Stepping into Rinus Van de Velde’s installation in the Gemeentemuseum’s Project Gallery situates one in an outsized and totally absorbing graphic novel. His large and powerful charcoal on paper drawings tell of life at an artists’ colony led by the idiosyncratic, manipulative and fictional sculptor Isaac Weiss, just the latest in a string of stand-ins Van de Velde employs in his work.
Van de Velde adopts these alter egos to explore great works of art and the workings of the art world. Here he physically layers images to reference art’s evolution. Giant replicas of early modern paintings form the base layer. Painted on corrugated cardboard, these vibrant backgrounds depict works such as the museum’s Jawlensky’s Landscape at Obertsdorf (1912), which both frame the black and white drawn images and are fragmented by them. This process of overlaying works creates a host of incongruous juxtapositions – a Peter Doig-like composition of a canoe-carrying man dangles from the nose of Picasso’s Sybille (1921) – and brings together artists that never met. Willem de Kooning, for example, coordinates entertainment for the colony’s bar. Ultimately, Weiss cements his reputation by pulling a Michael Landy. He burns his studio to the ground.

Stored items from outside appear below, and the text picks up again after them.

//! Firing-order guarantees of the interrupt scheduler over real and stub processors.

#![allow(clippy::pedantic, clippy::nursery)]

use std::sync::atomic::{AtomicU32, Ordering};
use std::sync::{Arc, Mutex};
use std::thread;

use half as _;
use proptest::prelude::*;
use rstest::rstest;
#[cfg(feature = "serde")]
use serde as _;
use serde_json as _;
use sim_core::{
    BasicMemory, ByteOrder, CoreConfig, FixedLengthCycle, InterruptAction, InterruptScheduler,
    InterruptSender, Processor, ProcessorCore, RegisterBank, StepError, SubmitError,
};
use thiserror as _;
use tracing as _;

/// Counts steps and fails exactly on the listed step numbers (1-based).
#[derive(Debug, Default)]
struct Scripted {
    attempts: u64,
    failing: Vec<u64>,
}

impl Processor for Scripted {
    type Error = u64;

    fn step(&mut self) -> Result<(), u64> {
        self.attempts += 1;
        if self.failing.contains(&self.attempts) {
            Err(self.attempts)
        } else {
            Ok(())
        }
    }
}

type Log = Arc<Mutex<Vec<String>>>;

fn recorder(log: &Log, delay: u64, name: &str) -> InterruptAction {
    let log = Arc::clone(log);
    let entry = name.to_owned();
    InterruptAction::new(delay, move || log.lock().expect("log lock").push(entry))
        .with_description(name.to_owned())
}

fn snapshot(log: &Log) -> Vec<String> {
    log.lock().expect("log lock").clone()
}

#[rstest]
#[case(0)]
#[case(1)]
#[case(5)]
fn delay_fires_on_step_delay_plus_one(#[case] delay: u64) {
    let log = Log::default();
    let mut scheduler = InterruptScheduler::new(Scripted::default(), 4).expect("capacity");
    scheduler.try_submit(recorder(&log, delay, "x")).expect("room");

    for _ in 0..delay {
        scheduler.step().expect("step");
        assert!(snapshot(&log).is_empty());
    }
    scheduler.step().expect("firing step");
    assert_eq!(snapshot(&log), ["x"]);
    assert_eq!(scheduler.pending_len(), 0);
}

#[test]
fn failed_steps_consume_no_delay() {
    let log = Log::default();
    let inner = Scripted {
        failing: vec![2, 3],
        ..Scripted::default()
    };
    let mut scheduler = InterruptScheduler::new(inner, 4).expect("capacity");
    scheduler.try_submit(recorder(&log, 1, "late")).expect("room");

    scheduler.step().expect("attempt 1");
    assert_eq!(scheduler.step(), Err(2));
    assert_eq!(scheduler.step(), Err(3));
    assert!(snapshot(&log).is_empty());
    assert_eq!(scheduler.pending()[0].delay(), 0);

    scheduler.step().expect("attempt 4");
    assert_eq!(snapshot(&log), ["late"]);
}

#[test]
fn ready_actions_fire_in_submission_order() {
    let log = Log::default();
    let mut scheduler = InterruptScheduler::new(Scripted::default(), 8).expect("capacity");
    for name in ["a", "b", "c"] {
        scheduler.try_submit(recorder(&log, 0, name)).expect("room");
    }
    scheduler.try_submit(recorder(&log, 1, "d")).expect("room");
    scheduler.try_submit(recorder(&log, 1, "e")).expect("room");

    scheduler.step().expect("step 1");
    assert_eq!(snapshot(&log), ["a", "b", "c"]);
    scheduler.step().expect("step 2");
    assert_eq!(snapshot(&log), ["a", "b", "c", "d", "e"]);
}

#[test]
fn actions_submitted_by_a_firing_action_wait_for_the_next_step() {
    let log = Log::default();
    let mut scheduler = InterruptScheduler::new(Scripted::default(), 4).expect("capacity");
    let sender = scheduler.sender();
    let chained = recorder(&log, 0, "second");
    let first_log = Arc::clone(&log);
    scheduler
        .try_submit(InterruptAction::new(0, move || {
            first_log.lock().expect("log lock").push("first".to_owned());
            sender.try_submit(chained).expect("room");
        }))
        .expect("room");

    scheduler.step().expect("step 1");
    assert_eq!(snapshot(&log), ["first"]);
    scheduler.step().expect("step 2");
    assert_eq!(snapshot(&log), ["first", "second"]);
}

/// Inner processor that submits an action while it is stepping.
struct Submitting {
    sender: Option<InterruptSender>,
    log: Log,
}

impl Processor for Submitting {
    type Error = ();

    fn step(&mut self) -> Result<(), ()> {
        if let Some(sender) = self.sender.take() {
            sender
                .try_submit(recorder(&self.log, 0, "from-step"))
                .map_err(|_| ())?;
        }
        Ok(())
    }
}

#[test]
fn actions_submitted_during_the_inner_step_fire_in_that_step() {
    let log = Log::default();
    let inner = Submitting {
        sender: None,
        log: Arc::clone(&log),
    };
    let mut scheduler = InterruptScheduler::new(inner, 2).expect("capacity");
    scheduler.inner_mut().sender = Some(scheduler.sender());

    scheduler.step().expect("step");
    assert_eq!(snapshot(&log), ["from-step"]);
}

#[test]
fn producers_on_other_threads_are_drained_in_arrival_order() {
    let log = Log::default();
    let mut scheduler = InterruptScheduler::new(Scripted::default(), 2).expect("capacity");
    let sender = scheduler.sender();
    let producer_log = Arc::clone(&log);

    let producer = thread::spawn(move || {
        for index in 0..6 {
            sender
                .submit(recorder(&producer_log, 0, &format!("job-{index}")))
                .expect("scheduler alive");
        }
    });

    while snapshot(&log).len() < 6 {
        scheduler.step().expect("step");
        thread::yield_now();
    }
    producer.join().expect("producer finished");

    let expected: Vec<String> = (0..6).map(|index| format!("job-{index}")).collect();
    assert_eq!(snapshot(&log), expected);
}

#[test]
fn full_queue_rejects_without_losing_the_action() {
    let mut scheduler = InterruptScheduler::new(Scripted::default(), 1).expect("capacity");
    let sender = scheduler.sender();
    sender
        .try_submit(InterruptAction::new(0, || {}))
        .expect("room");

    match sender.try_submit(InterruptAction::new(2, || {}).with_description("spill")) {
        Err(SubmitError::QueueFull(action)) => {
            assert_eq!(action.description(), "spill");
            scheduler.step().expect("drains the queue");
            sender.try_submit(action).expect("room after drain");
        }
        other => panic!("expected QueueFull, got {other:?}"),
    }
    scheduler.step().expect("drains the retried action");
    assert_eq!(scheduler.pending_len(), 1);
}

#[test]
fn scheduler_drives_a_fetch_execute_cycle() {
    let config = CoreConfig {
        memory_size: 64,
        byte_order: ByteOrder::Big,
        interrupt_queue_capacity: 4,
    };
    let bank = RegisterBank::<u32>::zeroed(2, 1).expect("valid bank");
    let core = ProcessorCore::new(config.byte_order, BasicMemory::new(config.memory_size), bank);
    let executed = Arc::new(AtomicU32::new(0));
    let counter = Arc::clone(&executed);
    let cycle = FixedLengthCycle::new(core, move |_: &mut ProcessorCore<u32>, _: u32| {
        counter.fetch_add(1, Ordering::SeqCst);
        Ok::<(), ()>(())
    });

    let mut scheduler = InterruptScheduler::with_config(cycle, &config).expect("valid config");
    let seen_at = Arc::new(AtomicU32::new(0));
    let observer = Arc::clone(&seen_at);
    let at_fire = Arc::clone(&executed);
    scheduler
        .try_submit(InterruptAction::new(2, move || {
            observer.store(at_fire.load(Ordering::SeqCst), Ordering::SeqCst);
        }))
        .expect("room");

    scheduler.run_steps(16).expect("all fetches in range");
    assert_eq!(seen_at.load(Ordering::SeqCst), 3);
    assert_eq!(
        scheduler.step(),
        Err(StepError::AccessViolation(sim_core::AccessViolation::read(
            64, 4
        )))
    );
    assert_eq!(scheduler.inner().core().pc(), 64);
}

proptest! {
    #[test]
    fn every_action_fires_exactly_once(delays in proptest::collection::vec(0_u64..6, 1..8)) {
        let log = Log::default();
        let mut scheduler = InterruptScheduler::new(Scripted::default(), 8).expect("capacity");
        for (index, delay) in delays.iter().enumerate() {
            scheduler
                .try_submit(recorder(&log, *delay, &index.to_string()))
                .expect("room");
        }

        for step in 0..6_u64 {
            scheduler.step().expect("step");
            let fired = snapshot(&log);
            let expected: Vec<String> = delays
                .iter()
                .enumerate()
                .filter(|(_, delay)| **delay <= step)
                .map(|(index, _)| index.to_string())
                .collect();
            let mut sorted = fired.clone();
            sorted.sort();
            let mut wanted = expected.clone();
            wanted.sort();
            prop_assert_eq!(sorted, wanted);
        }
        prop_assert_eq!(scheduler.pending_len(), 0);
    }
}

I believe the richly discordant character and complexity of this scenario bears a ring of truth and would entertain many artists, as the cast of eccentric personalities, with their divergent approaches and agendas, indirectly mirrors numerous art school and artist retreat experiences. But one can also sidestep all the drama and get lost in Van de Velde’s draughtmanship. The drawings evince spontaneity and confidence, and bear witness to his undeniably deft sense of touch. Furthermore, he virtually converts a friable material into an aqueous medium. His drawings are very painterly and, though his deliberate decision to use a fringe medium was based on drawing’s narrative capabilities and its inherent preparative nature, it seems he wants to approach or even challenge the act of painting, confront its dominant role in history or go further, as Laura Stamps suggests in her interview with the artist, subvert that hierarchical structure.
The final layer of the installation – or call it the last twist in the story – comes in the form of two freestanding sculptures, which we assume are examples of Weiss’ work. They complete the panoptic survey and make us want to know more about the story, especially if they survived that studio fire. Surprisingly, they mark the artist’s first foray into the production of sculpture since training to be a sculptor at school.
Van de Velde’s multifarious ways of working cast him as a chameleon, which on a certain level deflects attention away from him. As one of the many, he is and is not responsible for this output. He also has an insatiable appetite to better understand art, but also knows that all its history cannot be rationally ordered. So by zigzagging through much of what has come before him, he elucidates fact through fiction. And what an exhilarating experience it is!